The arguing in this direction may be
easily shown as not appropriate on the basis of the following consideration.
There are these thick properties of there being four legs, of there being a
plate, of there being a certain arrangement. But there is no property of the
table resulting from these. The property of table would be just something that
we inappropriately construe in our minds. This reasoning seems utterly
implausible, as everyone easily sees that there is a table there. And so there
are good deeds and minds.
This establishes that resultance or
emergence is possible. I.e., emergent properties of goodness or of table may be
accounted for. But just how are they accounted for and just what brings their
relevance into the picture is another matter. It relates to the question of the
structure supporting the emergentist relevance.
Resultance
as following particularist unique patterns (beautiful patterns) as opposed to
the generalist strategy of supervenience. "Because" as an important
characterization of relevance. Did you help this person in this case because of
the general principle prescribing such a help to you? The answer rather seems
that you helped her because
of a rich variety of properties and characteristics involved into the
particular situation. This richness and dynamics of the forces involved into
the situation was the reason for you helping her, and not any general
principles.
Resultance
is distinguished against generalist strategies in that it does not claim how
the resultant property, in order to come about, would need any general
patterns. The resultance rather builds on unique singularly shaped patterns,
which may be called beautiful patterns in respect to the aesthetic pattern
structures that support the beauty of works of art. As opposed to this,
supervenience is the generalist strategy accounting for grounding relation,
which will be more closely dealt with in the following section.

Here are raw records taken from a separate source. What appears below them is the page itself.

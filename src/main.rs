//! Command-line runner: execute one upload sample from a YAML config.
//!
//! Mainly useful for trying out a sampler configuration outside the test
//! harness. Pass the config path as the first argument.

use std::sync::Arc;

use tracing::info;
use tracing_subscriber::EnvFilter;

use multipart_sampler::client_pool::{ClientSettings, HttpClientPool, TlsResetSignal};
use multipart_sampler::config::SamplerConfig;
use multipart_sampler::content_cache::FileContentCache;
use multipart_sampler::executor::RequestExecutor;

#[tokio::main]
async fn main() -> Result<(), Box<dyn std::error::Error + Send + Sync>> {
    tracing_subscriber::fmt()
        .with_env_filter(EnvFilter::try_from_default_env().unwrap_or_else(|_| "info".into()))
        .init();

    let config_path = std::env::args().nth(1).ok_or_else(|| {
        "usage: multipart_sampler <config.yaml> [base-dir]".to_string()
    })?;
    let base_dir = std::env::args().nth(2).unwrap_or_else(|| ".".to_string());

    let config = SamplerConfig::from_yaml_file(&config_path)?;
    config.validate()?;

    let settings = ClientSettings::default()
        .with_timeouts(config.parsed_connect_timeout()?, config.parsed_response_timeout()?);
    let pool = HttpClientPool::new(settings, TlsResetSignal::new());
    let cache = Arc::new(FileContentCache::new(base_dir));

    let executor = RequestExecutor::new(config, cache, pool);
    let result = executor.execute().await;

    info!(
        url = %result.url,
        status = result.status_code,
        success = result.success,
        header_size = result.header_size,
        body_size = result.body_size,
        elapsed_ms = result.elapsed.as_millis() as u64,
        "sample finished"
    );
    if let Some(failure) = &result.failure {
        eprintln!("sample failed: {}", failure);
        std::process::exit(1);
    }

    println!("{}", result.posted_body);
    Ok(())
}
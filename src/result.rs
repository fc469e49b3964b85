//! Per-request result record populated by the executor.

use std::time::Duration;

/// Everything the surrounding test harness needs to know about one
/// upload attempt. Failures are captured here instead of being thrown
/// past the sampler boundary.
#[derive(Debug, Clone, Default)]
pub struct UploadResult {
    /// Effective URL: the configured endpoint, updated if the transport
    /// auto-followed a redirect
    pub url: String,

    pub status_code: u16,
    pub status_message: String,

    /// Request headers, one `Name: value` per line
    pub request_headers: String,

    /// Response headers, status line first, one per line
    pub response_headers: String,

    /// Response body bytes after content decoding
    pub body: Vec<u8>,

    /// Approximate size of the response head (status line + headers)
    pub header_size: usize,

    /// Size of the decoded response body
    pub body_size: usize,

    /// Location header of a final redirect response, if any
    pub redirect_location: Option<String>,

    pub success: bool,

    /// The literal posted body as stored for logging, with file content
    /// suppression applied
    pub posted_body: String,

    /// Failure description when the sample did not complete normally
    pub failure: Option<String>,

    /// True when the sample ended because of an external interrupt
    pub interrupted: bool,

    pub elapsed: Duration,
}

/// Standard success classification: 2xx and 3xx count as success.
pub fn is_success_code(status: u16) -> bool {
    (200..400).contains(&status)
}

impl UploadResult {
    /// Start a result for the given target; success/status filled later.
    pub fn for_url(url: impl Into<String>) -> Self {
        Self {
            url: url.into(),
            ..Default::default()
        }
    }

    /// Mark this result failed with the given cause. Any partial state
    /// already captured (request headers, posted body) is kept for
    /// diagnosis.
    pub fn fail(&mut self, cause: impl std::fmt::Display) {
        self.success = false;
        self.failure = Some(cause.to_string());
    }

    pub fn is_redirect(&self) -> bool {
        (300..400).contains(&self.status_code)
    }
}
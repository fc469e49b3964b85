/// Parses a timeout string as used in sampler configs.
///
/// Accepted forms:
/// - bare integer: milliseconds ("1500")
/// - `ms` suffix: milliseconds ("250ms")
/// - `s`, `m`, `h` suffixes: seconds, minutes, hours ("30s", "5m", "2h")
///
/// An empty (or whitespace-only) string means "not configured" and yields
/// `Ok(None)`.
pub fn parse_timeout_string(s: &str) -> Result<Option<std::time::Duration>, String> {
    use std::time::Duration;

    let s = s.trim();
    if s.is_empty() {
        return Ok(None);
    }

    let (value_str, to_duration): (&str, fn(u64) -> Duration) =
        if let Some(v) = s.strip_suffix("ms") {
            (v, Duration::from_millis)
        } else if let Some(v) = s.strip_suffix('s') {
            (v, Duration::from_secs)
        } else if let Some(v) = s.strip_suffix('m') {
            (v, |n| Duration::from_secs(n * 60))
        } else if let Some(v) = s.strip_suffix('h') {
            (v, |n| Duration::from_secs(n * 60 * 60))
        } else {
            (s, Duration::from_millis)
        };

    let value: u64 = value_str
        .trim()
        .parse()
        .map_err(|_| format!("Invalid numeric value in timeout: '{}'", value_str))?;

    Ok(Some(to_duration(value)))
}

/// Joins HTTP headers into the newline-separated `Name: value` form used
/// in sample results.
pub fn headers_to_string(headers: &reqwest::header::HeaderMap) -> String {
    let mut buf = String::with_capacity(headers.len() * 32);
    for (name, value) in headers {
        buf.push_str(name.as_str());
        buf.push_str(": ");
        buf.push_str(value.to_str().unwrap_or("<binary>"));
        buf.push('\n');
    }
    buf
}

#[cfg(test)]
mod tests {
    use super::*;
    use std::time::Duration;

    #[test]
    fn test_parse_timeout_empty_means_unset() {
        assert_eq!(parse_timeout_string("").unwrap(), None);
        assert_eq!(parse_timeout_string("   ").unwrap(), None);
    }

    #[test]
    fn test_parse_timeout_bare_integer_is_millis() {
        assert_eq!(
            parse_timeout_string("1500").unwrap(),
            Some(Duration::from_millis(1500))
        );
    }

    #[test]
    fn test_parse_timeout_units() {
        assert_eq!(
            parse_timeout_string("250ms").unwrap(),
            Some(Duration::from_millis(250))
        );
        assert_eq!(
            parse_timeout_string("30s").unwrap(),
            Some(Duration::from_secs(30))
        );
        assert_eq!(
            parse_timeout_string("5m").unwrap(),
            Some(Duration::from_secs(300))
        );
        assert_eq!(
            parse_timeout_string("2h").unwrap(),
            Some(Duration::from_secs(7200))
        );
    }

    #[test]
    fn test_parse_timeout_rejects_garbage() {
        assert!(parse_timeout_string("abc").is_err());
        assert!(parse_timeout_string("12x").is_err());
    }

    #[test]
    fn test_headers_to_string() {
        let mut headers = reqwest::header::HeaderMap::new();
        headers.insert("content-type", "text/plain".parse().unwrap());
        headers.insert("x-request-id", "abc123".parse().unwrap());

        let joined = headers_to_string(&headers);
        assert!(joined.contains("content-type: text/plain\n"));
        assert!(joined.contains("x-request-id: abc123\n"));
    }
}
//! Error taxonomy for the sampler core.
//!
//! Failures are classified so that reporting layers can distinguish
//! mis-configuration (caught before any network I/O) from transport
//! failures that happened on the wire. All errors end up captured in the
//! per-request [`crate::result::UploadResult`] rather than propagating
//! past the sampler boundary.

use thiserror::Error;

use crate::body::BodyError;
use crate::client_pool::PoolError;
use crate::content_cache::CacheError;

/// Errors that can occur while preparing or executing an upload sample.
#[derive(Error, Debug)]
pub enum SamplerError {
    /// Endpoint URL could not be parsed. Caught before any network I/O.
    #[error("invalid endpoint URL '{url}': {reason}")]
    InvalidEndpoint { url: String, reason: String },

    /// Malformed numeric or structural configuration value.
    #[error("invalid configuration: {0}")]
    Config(String),

    /// A file referenced by the payload could not be read.
    #[error(transparent)]
    Cache(#[from] CacheError),

    /// The multipart body could not be assembled for the wire.
    #[error(transparent)]
    Body(#[from] BodyError),

    /// An HTTP client could not be constructed for the target.
    #[error(transparent)]
    Pool(#[from] PoolError),

    /// The HTTP transport failed after the request was sent.
    #[error("transport error: {0}")]
    Transport(#[from] reqwest::Error),

    /// A redirect response arrived without a Location header.
    #[error("missing Location header in redirect response (HTTP {status})")]
    MissingRedirectLocation { status: u16 },
}

/// Coarse error classes used as labels in logs and reports.
#[derive(Debug, Clone, Copy, PartialEq, Eq, Hash)]
pub enum ErrorClass {
    /// Bad configuration, detected before network I/O
    Configuration,
    /// Payload selection problems (handled by skipping, never fatal)
    Selection,
    /// Connection, protocol or timeout failures on the wire
    Transport,
    /// Body could not be serialized for the wire
    Serialization,
}

impl SamplerError {
    /// Classify this error for reporting.
    pub fn class(&self) -> ErrorClass {
        match self {
            SamplerError::InvalidEndpoint { .. }
            | SamplerError::Config(_)
            | SamplerError::Pool(_) => ErrorClass::Configuration,
            SamplerError::Cache(_) | SamplerError::Body(_) => ErrorClass::Serialization,
            SamplerError::Transport(_) | SamplerError::MissingRedirectLocation { .. } => {
                ErrorClass::Transport
            }
        }
    }

    /// True when the failure happened before any bytes hit the network,
    /// so no partial connection state exists.
    pub fn is_pre_network(&self) -> bool {
        !matches!(
            self,
            SamplerError::Transport(_) | SamplerError::MissingRedirectLocation { .. }
        )
    }
}

impl ErrorClass {
    /// Stable label for log fields.
    pub fn label(&self) -> &'static str {
        match self {
            ErrorClass::Configuration => "configuration",
            ErrorClass::Selection => "selection",
            ErrorClass::Transport => "transport",
            ErrorClass::Serialization => "serialization",
        }
    }
}

/// Refine a transport error into a more specific label for diagnostics.
///
/// reqwest collapses quite different failures into one error type; this
/// inspects the flags it does expose.
pub fn transport_error_label(error: &reqwest::Error) -> &'static str {
    if error.is_timeout() {
        "timeout"
    } else if error.is_connect() {
        "connect"
    } else if error.is_body() || error.is_decode() {
        "body"
    } else if error.is_redirect() {
        "redirect"
    } else {
        "other"
    }
}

One way to account for the
resultance is the characterization of “because” involved into it. Did[5]
you help this person now because of the general principle underlying
your activity? This may be what you claim. I.e., in providing the reason for
your action you will use the appeal to general principles: “I helped her
because one always needs to help people in need”. But you obviously do not help
all the people in need around the world during all the time. This would change
your life profoundly and it would not be feasible. You used the appeal to the
general principle because of the epistemic handiness it is dued with. In fact,
your reasons to help her in the situation that we are discussing were much more
diversified, depending both on the multiplicity of factors inolved and on your
ability of quickly discerning and deciding in which way it is proper to engage
in one’s actions. The richness and dynamics of the forces involved into the
situation was the real reason for your activity of helping her, and not any
general principles, to which you may appeal in an epistemic manner.
The
implausibility of the supervenient project: it is possible to construe a
generalist supervenient pattern just on the basis of implausible holistically
exact match of two situations. Objections to this strategy: The doubling of
twin situations is rather a cosmic accident (the utter improbability to have
two exactly similar St. Francis Twins). Supervenient relation tries to bring in
the guarantee for the general pattern to come through, without considering
anything else. But there is no relevance. Supervenient generalist strategy is
introduced by counterfactual lawlikeness.
Supervenient
grounding strategy opposes the resultance based or emergentist grounding
strategy. What does supervenience do? Certainly it is an account of grounding
relation. Supervenience will try to explain, as for that matter, how the
property of goodness will be grounded on a certain underlying basis.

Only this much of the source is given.